→ AIM OF THE EXERCISE
For each line of the data below, test for "JobRegistry". Report only the number of lines that pass.

→ Source records
________________
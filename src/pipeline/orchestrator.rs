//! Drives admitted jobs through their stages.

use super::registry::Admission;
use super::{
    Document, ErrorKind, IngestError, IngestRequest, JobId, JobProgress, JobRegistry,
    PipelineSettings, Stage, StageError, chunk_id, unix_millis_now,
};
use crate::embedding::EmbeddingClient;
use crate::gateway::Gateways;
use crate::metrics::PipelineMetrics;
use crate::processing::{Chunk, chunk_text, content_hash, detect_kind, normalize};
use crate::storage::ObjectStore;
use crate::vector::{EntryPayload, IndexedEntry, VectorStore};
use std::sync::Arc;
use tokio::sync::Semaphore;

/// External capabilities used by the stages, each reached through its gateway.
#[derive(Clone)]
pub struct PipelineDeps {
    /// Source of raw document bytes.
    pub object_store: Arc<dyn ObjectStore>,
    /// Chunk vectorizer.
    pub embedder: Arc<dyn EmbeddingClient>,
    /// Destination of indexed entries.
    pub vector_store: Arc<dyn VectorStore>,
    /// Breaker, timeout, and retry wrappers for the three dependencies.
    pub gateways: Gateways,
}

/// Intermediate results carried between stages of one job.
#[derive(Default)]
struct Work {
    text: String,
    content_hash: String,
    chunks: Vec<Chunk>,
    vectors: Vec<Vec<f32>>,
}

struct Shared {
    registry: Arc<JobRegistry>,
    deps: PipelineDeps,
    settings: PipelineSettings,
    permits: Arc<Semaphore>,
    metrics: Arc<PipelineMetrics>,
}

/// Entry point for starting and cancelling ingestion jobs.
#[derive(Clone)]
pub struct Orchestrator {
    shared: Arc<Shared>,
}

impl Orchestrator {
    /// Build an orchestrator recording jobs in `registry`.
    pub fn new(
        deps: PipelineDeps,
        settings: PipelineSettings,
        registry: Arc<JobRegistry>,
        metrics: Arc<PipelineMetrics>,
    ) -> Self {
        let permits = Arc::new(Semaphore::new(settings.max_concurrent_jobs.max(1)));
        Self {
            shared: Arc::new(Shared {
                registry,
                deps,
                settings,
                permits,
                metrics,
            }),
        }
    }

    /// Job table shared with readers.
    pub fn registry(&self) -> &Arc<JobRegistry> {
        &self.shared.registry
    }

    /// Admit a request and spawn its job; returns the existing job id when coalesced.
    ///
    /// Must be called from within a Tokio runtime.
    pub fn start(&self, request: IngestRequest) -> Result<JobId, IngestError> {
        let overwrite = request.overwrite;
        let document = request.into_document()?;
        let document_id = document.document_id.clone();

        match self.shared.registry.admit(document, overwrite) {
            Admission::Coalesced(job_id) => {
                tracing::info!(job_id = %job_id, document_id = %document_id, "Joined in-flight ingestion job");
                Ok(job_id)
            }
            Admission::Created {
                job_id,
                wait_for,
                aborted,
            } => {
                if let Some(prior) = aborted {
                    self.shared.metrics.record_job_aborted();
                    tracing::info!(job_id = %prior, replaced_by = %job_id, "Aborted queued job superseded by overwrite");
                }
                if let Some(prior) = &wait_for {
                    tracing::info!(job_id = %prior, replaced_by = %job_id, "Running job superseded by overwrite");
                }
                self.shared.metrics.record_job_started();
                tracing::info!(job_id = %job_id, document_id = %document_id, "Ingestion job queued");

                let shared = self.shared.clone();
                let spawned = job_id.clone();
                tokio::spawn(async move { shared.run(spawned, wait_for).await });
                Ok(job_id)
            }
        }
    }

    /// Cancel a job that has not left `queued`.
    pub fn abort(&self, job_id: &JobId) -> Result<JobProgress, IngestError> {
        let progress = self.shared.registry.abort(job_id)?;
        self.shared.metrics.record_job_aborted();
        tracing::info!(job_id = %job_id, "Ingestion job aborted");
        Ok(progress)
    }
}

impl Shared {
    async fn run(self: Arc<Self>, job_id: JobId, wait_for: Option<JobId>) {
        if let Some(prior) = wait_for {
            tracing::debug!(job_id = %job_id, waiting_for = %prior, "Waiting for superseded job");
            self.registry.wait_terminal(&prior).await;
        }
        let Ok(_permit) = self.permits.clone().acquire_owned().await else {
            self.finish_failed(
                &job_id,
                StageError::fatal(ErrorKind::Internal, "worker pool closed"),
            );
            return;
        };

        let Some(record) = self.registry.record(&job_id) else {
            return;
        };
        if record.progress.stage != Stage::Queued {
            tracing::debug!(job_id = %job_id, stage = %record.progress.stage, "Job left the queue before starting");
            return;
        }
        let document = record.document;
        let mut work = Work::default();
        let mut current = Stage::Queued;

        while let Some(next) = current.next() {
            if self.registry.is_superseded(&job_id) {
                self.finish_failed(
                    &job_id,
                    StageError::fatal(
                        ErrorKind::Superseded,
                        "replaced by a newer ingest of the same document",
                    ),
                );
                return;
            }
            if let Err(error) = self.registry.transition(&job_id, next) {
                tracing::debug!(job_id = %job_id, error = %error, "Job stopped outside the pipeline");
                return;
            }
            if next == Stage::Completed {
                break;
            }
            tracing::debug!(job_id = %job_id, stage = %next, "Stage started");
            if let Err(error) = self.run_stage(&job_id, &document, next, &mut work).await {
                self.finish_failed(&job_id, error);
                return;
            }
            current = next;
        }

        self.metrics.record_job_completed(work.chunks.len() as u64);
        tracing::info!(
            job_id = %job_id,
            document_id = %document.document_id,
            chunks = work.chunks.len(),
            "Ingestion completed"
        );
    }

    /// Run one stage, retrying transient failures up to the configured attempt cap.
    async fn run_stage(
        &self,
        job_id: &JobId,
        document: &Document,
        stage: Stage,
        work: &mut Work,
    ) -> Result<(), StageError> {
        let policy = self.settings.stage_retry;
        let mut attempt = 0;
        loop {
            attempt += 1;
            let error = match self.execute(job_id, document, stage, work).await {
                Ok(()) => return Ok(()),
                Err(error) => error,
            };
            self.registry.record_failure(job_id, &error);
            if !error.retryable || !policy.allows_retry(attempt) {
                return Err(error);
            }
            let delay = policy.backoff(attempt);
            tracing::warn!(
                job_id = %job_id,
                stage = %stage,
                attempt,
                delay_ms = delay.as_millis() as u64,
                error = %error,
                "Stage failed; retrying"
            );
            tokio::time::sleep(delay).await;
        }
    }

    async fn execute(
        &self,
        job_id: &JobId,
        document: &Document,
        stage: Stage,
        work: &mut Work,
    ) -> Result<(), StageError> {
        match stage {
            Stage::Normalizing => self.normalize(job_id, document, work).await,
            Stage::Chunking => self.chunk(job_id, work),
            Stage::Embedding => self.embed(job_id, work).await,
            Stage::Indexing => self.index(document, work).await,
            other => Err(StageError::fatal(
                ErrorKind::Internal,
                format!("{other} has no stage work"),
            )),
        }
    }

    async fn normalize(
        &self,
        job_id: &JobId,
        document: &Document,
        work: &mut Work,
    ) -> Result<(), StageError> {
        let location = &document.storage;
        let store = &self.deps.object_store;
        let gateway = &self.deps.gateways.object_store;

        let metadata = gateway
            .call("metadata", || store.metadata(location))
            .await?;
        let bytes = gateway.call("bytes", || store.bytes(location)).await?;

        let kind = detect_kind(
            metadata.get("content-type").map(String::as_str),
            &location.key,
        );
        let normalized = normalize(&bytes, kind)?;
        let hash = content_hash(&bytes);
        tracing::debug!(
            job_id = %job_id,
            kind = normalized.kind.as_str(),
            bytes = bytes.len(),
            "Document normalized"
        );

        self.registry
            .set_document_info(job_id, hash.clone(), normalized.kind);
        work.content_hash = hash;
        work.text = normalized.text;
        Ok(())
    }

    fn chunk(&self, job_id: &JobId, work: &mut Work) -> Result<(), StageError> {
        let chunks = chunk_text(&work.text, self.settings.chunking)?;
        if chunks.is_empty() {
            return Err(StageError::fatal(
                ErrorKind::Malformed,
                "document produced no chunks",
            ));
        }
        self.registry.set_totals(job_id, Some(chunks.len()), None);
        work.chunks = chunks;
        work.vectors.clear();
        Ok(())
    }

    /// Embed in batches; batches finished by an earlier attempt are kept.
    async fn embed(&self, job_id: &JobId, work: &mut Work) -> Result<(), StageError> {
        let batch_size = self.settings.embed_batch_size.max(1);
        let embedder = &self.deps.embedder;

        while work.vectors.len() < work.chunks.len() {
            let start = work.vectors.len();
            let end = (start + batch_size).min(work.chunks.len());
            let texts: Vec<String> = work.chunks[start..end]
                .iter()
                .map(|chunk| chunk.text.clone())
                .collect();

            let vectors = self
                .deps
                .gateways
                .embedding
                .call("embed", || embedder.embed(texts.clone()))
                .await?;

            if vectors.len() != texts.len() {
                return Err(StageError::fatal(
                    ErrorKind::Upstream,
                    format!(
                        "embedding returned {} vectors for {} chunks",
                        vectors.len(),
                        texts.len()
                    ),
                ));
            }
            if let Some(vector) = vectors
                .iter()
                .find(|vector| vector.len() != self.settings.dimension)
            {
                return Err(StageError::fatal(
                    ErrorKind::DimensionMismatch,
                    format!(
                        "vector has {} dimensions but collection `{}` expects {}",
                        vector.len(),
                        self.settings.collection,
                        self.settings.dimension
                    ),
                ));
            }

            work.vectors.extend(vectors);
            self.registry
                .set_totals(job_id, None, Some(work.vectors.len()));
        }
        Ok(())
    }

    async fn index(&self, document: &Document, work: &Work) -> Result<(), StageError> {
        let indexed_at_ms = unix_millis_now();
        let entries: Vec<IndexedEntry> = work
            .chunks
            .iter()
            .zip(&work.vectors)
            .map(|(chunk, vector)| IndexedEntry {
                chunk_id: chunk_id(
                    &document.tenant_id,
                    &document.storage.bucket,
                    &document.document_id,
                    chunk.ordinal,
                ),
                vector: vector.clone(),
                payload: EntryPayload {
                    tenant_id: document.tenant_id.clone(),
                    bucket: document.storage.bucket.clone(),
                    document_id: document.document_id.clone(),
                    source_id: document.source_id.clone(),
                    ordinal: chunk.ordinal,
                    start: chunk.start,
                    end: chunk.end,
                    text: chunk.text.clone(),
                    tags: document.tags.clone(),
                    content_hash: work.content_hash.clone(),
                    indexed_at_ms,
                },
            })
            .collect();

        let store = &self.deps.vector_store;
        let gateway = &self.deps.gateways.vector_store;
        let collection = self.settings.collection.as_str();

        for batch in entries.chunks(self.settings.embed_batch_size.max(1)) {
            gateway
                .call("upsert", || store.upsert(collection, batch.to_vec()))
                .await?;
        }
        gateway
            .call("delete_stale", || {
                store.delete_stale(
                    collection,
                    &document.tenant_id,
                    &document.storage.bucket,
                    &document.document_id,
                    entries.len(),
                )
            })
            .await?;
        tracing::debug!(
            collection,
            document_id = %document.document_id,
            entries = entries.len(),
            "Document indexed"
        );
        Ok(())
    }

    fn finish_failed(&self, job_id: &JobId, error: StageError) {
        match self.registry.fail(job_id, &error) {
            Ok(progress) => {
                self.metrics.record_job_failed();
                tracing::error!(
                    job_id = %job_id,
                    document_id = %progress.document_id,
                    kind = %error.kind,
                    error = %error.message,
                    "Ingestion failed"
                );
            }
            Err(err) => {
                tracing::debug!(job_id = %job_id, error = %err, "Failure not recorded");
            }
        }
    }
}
________________
→ ANSWER TO THE PROBLEM
4